_Goal of the exercise_
Every line in the data below that has the word "crate" should be returned.

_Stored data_
------------------------------

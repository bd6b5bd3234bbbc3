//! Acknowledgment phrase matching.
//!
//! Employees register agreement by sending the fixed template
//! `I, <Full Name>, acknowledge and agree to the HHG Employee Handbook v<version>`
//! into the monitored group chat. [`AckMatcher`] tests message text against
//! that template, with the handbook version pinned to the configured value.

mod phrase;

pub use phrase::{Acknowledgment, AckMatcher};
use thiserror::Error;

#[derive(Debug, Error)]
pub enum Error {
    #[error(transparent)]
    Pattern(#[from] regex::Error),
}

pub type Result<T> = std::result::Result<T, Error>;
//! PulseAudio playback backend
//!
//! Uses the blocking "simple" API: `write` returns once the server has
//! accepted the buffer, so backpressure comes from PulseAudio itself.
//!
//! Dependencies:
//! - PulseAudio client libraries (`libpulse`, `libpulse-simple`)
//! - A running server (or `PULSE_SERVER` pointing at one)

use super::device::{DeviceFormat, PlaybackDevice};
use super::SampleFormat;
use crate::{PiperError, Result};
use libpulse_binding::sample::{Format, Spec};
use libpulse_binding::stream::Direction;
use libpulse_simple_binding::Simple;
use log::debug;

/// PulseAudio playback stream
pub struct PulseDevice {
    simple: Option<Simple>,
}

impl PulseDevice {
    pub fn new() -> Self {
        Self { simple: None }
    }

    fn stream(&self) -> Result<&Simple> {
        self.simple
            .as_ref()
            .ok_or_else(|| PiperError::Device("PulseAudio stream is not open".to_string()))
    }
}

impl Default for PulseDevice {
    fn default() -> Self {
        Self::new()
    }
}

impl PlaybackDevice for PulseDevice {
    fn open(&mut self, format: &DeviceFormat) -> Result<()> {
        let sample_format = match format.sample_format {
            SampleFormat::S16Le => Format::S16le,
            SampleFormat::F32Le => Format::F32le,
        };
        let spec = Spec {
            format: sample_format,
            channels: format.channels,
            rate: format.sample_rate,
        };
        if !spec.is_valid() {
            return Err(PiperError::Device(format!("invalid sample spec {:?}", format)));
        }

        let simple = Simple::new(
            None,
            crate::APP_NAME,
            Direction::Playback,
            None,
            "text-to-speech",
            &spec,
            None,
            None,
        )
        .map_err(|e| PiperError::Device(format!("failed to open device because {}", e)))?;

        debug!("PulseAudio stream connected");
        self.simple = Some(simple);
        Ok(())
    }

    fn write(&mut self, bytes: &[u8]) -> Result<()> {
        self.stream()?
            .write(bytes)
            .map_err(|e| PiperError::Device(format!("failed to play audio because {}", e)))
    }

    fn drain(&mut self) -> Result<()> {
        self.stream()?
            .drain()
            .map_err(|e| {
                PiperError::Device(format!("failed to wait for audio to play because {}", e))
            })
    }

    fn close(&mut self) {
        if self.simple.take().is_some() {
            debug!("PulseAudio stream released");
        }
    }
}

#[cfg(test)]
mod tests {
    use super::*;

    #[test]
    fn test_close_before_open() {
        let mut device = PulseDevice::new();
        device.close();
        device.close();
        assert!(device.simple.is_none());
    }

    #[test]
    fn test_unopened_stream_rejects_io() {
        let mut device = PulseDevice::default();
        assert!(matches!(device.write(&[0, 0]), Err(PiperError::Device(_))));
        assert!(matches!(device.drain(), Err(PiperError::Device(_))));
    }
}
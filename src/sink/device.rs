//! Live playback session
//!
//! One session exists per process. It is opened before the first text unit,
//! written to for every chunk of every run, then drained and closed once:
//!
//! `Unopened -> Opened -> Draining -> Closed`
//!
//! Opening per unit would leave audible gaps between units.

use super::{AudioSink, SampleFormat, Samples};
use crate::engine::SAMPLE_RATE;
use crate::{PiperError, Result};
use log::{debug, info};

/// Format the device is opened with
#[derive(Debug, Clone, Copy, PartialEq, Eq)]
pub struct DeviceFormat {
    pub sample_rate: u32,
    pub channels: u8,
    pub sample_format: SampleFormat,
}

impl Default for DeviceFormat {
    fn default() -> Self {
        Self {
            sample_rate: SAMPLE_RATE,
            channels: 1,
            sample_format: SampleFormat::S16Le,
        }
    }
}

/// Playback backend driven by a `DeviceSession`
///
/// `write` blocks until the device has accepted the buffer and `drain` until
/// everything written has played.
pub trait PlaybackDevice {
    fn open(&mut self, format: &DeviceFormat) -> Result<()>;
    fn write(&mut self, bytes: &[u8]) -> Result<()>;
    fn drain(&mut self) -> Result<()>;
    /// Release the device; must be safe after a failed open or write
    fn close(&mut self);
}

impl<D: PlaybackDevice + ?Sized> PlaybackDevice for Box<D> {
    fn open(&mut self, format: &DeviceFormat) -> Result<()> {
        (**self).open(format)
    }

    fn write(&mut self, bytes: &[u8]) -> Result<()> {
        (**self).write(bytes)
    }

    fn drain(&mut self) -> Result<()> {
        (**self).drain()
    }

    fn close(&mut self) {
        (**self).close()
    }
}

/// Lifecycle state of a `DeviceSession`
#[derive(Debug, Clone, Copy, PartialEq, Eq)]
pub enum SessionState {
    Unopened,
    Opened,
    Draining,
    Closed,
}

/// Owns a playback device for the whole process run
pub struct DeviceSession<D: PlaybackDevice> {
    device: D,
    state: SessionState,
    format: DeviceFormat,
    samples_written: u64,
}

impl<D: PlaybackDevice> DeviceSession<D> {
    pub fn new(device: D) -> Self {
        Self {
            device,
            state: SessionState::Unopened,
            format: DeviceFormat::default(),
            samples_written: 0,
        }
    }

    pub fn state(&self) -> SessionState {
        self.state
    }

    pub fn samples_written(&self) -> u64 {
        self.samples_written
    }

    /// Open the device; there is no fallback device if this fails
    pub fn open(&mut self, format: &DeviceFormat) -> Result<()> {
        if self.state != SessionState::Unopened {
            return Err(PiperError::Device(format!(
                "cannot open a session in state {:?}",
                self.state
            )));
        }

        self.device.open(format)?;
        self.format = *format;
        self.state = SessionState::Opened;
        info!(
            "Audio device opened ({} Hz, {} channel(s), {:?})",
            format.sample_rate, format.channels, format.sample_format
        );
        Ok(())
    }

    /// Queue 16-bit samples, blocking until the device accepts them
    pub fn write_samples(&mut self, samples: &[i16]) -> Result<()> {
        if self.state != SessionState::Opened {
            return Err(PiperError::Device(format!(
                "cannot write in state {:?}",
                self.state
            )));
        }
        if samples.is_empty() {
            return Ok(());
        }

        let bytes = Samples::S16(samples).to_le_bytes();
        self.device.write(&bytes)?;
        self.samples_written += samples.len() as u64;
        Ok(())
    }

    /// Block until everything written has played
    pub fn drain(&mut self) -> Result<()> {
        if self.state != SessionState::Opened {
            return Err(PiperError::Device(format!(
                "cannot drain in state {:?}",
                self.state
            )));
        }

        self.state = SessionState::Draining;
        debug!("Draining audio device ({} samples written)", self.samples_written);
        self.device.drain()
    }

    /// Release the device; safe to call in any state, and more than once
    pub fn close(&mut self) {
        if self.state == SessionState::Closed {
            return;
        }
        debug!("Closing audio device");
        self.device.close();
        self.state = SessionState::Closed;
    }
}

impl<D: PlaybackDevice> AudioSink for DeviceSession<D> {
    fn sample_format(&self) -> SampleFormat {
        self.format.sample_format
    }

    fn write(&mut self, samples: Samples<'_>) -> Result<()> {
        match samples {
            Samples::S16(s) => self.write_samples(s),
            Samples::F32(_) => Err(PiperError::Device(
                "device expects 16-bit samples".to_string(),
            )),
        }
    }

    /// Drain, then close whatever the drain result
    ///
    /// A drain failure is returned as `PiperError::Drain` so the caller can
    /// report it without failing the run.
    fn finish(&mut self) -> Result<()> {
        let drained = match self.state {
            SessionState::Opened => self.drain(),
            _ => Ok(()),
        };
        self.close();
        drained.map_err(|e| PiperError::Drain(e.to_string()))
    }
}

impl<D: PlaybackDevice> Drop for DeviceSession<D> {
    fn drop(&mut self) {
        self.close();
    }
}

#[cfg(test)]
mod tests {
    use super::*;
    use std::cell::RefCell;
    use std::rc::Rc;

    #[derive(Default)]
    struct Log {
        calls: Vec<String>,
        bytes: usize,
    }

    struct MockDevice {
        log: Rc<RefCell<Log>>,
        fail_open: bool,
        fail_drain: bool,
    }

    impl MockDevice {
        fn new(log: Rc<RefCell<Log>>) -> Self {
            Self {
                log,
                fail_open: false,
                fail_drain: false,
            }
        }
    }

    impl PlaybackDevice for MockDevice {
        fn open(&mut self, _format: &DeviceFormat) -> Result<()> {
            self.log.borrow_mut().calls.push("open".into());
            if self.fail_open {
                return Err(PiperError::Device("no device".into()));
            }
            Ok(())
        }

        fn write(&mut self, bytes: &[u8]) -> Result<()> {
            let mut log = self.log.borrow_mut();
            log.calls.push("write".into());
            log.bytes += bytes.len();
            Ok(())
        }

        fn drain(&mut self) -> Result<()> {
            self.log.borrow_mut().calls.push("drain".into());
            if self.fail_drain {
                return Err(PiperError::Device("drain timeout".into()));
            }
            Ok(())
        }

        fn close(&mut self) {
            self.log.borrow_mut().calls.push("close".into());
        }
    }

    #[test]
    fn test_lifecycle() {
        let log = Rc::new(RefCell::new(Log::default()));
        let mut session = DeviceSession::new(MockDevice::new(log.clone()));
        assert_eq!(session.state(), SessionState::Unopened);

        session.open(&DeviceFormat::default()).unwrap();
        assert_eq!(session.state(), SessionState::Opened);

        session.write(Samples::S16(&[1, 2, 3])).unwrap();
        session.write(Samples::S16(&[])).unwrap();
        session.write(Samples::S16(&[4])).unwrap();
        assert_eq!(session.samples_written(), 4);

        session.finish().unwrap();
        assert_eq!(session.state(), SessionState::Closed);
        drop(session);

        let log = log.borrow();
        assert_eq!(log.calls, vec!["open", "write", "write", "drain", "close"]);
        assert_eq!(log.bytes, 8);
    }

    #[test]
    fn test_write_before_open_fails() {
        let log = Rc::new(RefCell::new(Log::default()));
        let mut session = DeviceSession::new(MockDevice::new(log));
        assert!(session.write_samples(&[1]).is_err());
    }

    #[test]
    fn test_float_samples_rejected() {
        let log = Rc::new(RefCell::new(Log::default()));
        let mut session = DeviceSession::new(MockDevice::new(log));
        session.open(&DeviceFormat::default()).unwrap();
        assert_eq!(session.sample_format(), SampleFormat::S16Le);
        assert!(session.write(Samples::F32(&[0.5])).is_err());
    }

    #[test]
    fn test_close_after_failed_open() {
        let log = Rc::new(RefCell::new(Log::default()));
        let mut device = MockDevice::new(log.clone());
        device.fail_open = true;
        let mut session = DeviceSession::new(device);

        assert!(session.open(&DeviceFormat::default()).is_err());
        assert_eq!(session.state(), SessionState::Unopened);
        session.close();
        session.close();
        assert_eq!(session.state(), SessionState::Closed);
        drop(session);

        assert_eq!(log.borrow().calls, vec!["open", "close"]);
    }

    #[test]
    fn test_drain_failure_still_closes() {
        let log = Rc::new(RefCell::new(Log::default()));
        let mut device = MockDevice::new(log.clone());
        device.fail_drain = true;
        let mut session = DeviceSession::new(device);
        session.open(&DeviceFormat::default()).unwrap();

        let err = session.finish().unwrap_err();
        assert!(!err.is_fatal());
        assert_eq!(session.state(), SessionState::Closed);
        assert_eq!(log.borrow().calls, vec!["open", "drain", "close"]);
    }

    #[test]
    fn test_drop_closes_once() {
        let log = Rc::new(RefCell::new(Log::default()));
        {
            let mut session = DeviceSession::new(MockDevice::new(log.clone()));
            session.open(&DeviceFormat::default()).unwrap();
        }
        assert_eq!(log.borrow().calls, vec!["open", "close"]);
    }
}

------------------------------

_Problem solution_
use crate::{PiperError, Result};
            crate::APP_NAME,
use crate::engine::SAMPLE_RATE;
use crate::{PiperError, Result};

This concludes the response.